Figure 5 shows the thermal denaturation profiles for P-dC in MB-FB. The curve for MB-FB in the absence of template presents the classic S shape curve for DNA, with a marked increase in the fluorescence intensity when the temperature is increased indicating a cooperative mechanism in the denaturation of the MB (Figure 5a). The melting point extracted from the curve is ∼53°C. This observation confirms that MB-FB is in the ‘closed’ configuration at ambient temperature. The marked increase in the fluorescence intensity also indicates that P-dC is acting as a probe for the stem of MB-FB, which is expected since P-dC is positioned exactly at the center of the stem when MB-FB is in a ‘closed’ conformation.

Figure 5

Fluorescence as a function of temperature for MB-FB in the absence (a) and in the presence (b) of complementary strand (λexc. = 370 nm, λem. = 450 nm).

The addition of 3-fold excess of target template to the MB causes the expected rise in fluorescence. Increasing the temperature causes an initial constant decrease in the fluorescence that is due to the decrease in the P-dC quantum yield with the temperature. Further increases in the temperature produce a marked decrease in the fluorescence intensity corresponding to the transition from ds to ss random coil (Figure 5b). Since P-dC was already ss the latter fluorescence drop is unexpected. ss DNA shows non-cooperative denaturation profiles characterized by slow rising (or decreasing as in this case) S shape curves (37). The observation of a marked P-dC fluorescence decrease indicates that the ds part in MB-FB&T, in addition to prevent the MB from closing, also plays other roles that help to preserve the strong luminescence of P-dC in this configuration. One of the possibilities is that the rigid structure of the ds helix prevents P-dC from interacting with the main body of the MB. When MB-FB&T is heated to a temperature high enough to breakup the base pair interactions, the oligonucleotide chain becomes a flexible ss random coil. The random coil flexibility allows P-dC to interact with internal oligonucleotides increasing the probability of collisions and subsequently decreasing the fluorescence intensity by collisional quenching.

CONCLUSIONS

We have designed a novel MB possessing intrinsically FB, which displays an enhanced sensitivity for the detection of complementary DNA and also displays interesting photophysical properties. Such a MB possesses the advantage over standard MBs that is very easy to synthesize and purify. In contrast, an advantage of standard MBs is that there are more organic dyes available for the MB synthesis than intrinsically FB. However, in the last few years, additional fluorescent nucleotides have been reported with a variety of photophysical properties which can be explored to construct MBs with novel properties (16,17,38–40). In addition, we demonstrated that the excitation wavelength of MB-FB can be optimized to display a fluorescent ratiometric increase larger than when excited at its absorption maximum. The smaller size of these sensors and the fact that they are structurally similar to normal DNA compared with standard MB can improve the diffusion and recognition of these sensors in different media. In addition, this kind of MB does not possess dyes or quenchers attached to the 5′ or 3′ end, which can interfere with other molecules in the media or being detached from the chain producing false signals.
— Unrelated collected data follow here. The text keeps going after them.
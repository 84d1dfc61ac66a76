//! DeliveryRecord entity model
//!
//! This module contains the SeaORM entity model for the delivery_records
//! table, which tracks the outcome of delivering one currency rate to one
//! tenant's ledger for one fixing date. At most one success row exists per
//! (tenant, currency, date); re-runs update in place.

use rust_decimal::Decimal;
use sea_orm::ActiveModelBehavior;
use sea_orm::entity::prelude::*;
use sea_orm::prelude::DateTimeWithTimeZone;
use uuid::Uuid;

/// Delivery outcome for one (tenant, currency, date) triple
#[derive(Clone, Debug, PartialEq, Eq, DeriveEntityModel)]
#[sea_orm(table_name = "delivery_records")]
pub struct Model {
    /// Unique identifier for the record (primary key)
    #[sea_orm(primary_key)]
    pub id: Uuid,

    /// Tenant the rate was delivered to
    pub tenant_id: Uuid,

    /// ISO 4217 source currency code
    pub currency_code: String,

    /// Fixing date the delivery refers to
    pub rate_date: Date,

    /// Delivery status (pending|success|failed)
    pub status: String,

    /// The rate value that was delivered
    #[sea_orm(column_type = "Decimal(Some((18, 6)))")]
    pub rate: Decimal,

    /// Last version token observed from the external ledger
    pub sync_token: Option<String>,

    /// Human-readable error detail for failed deliveries
    pub error: Option<String>,

    /// Timestamp of the last delivery attempt
    pub synced_at: DateTimeWithTimeZone,

    /// Timestamp when the record was created
    pub created_at: DateTimeWithTimeZone,

    /// Timestamp when the record was last updated
    pub updated_at: DateTimeWithTimeZone,
}

#[derive(Copy, Clone, Debug, EnumIter, DeriveRelation)]
pub enum Relation {
    #[sea_orm(
        belongs_to = "super::tenant::Entity",
        from = "Column::TenantId",
        to = "super::tenant::Column::Id"
    )]
    Tenant,
}

impl Related<super::tenant::Entity> for Entity {
    fn to() -> RelationDef {
        Relation::Tenant.def()
    }
}

impl ActiveModelBehavior for ActiveModel {}

/// Delivery status values stored in `delivery_records.status`.
pub mod status {
    pub const PENDING: &str = "pending";
    pub const SUCCESS: &str = "success";
    pub const FAILED: &str = "failed";
}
This sensor has the potential for wide applications such as real time PCR assays, DNA–protein interaction experiments and nucleic acid hybridization studies. This approach can also be used within the architecture of standard MBs to study local conformation of MBs and increase the fluorescence contrast ratio between the non-hybridized and hybridized states. Finally, this MB presents the first example of a MB with two fluorophores in which the first dye fluoresce while the second is quenched in the absence of target and vice versa in the presence of target (the second dye fluoresce while the first is quenched). However, in spite of the mentioned advantages of MB-FB, they are not intended to substitute the standard MB but to provide a novel perspective in the design of these kinds of sensors.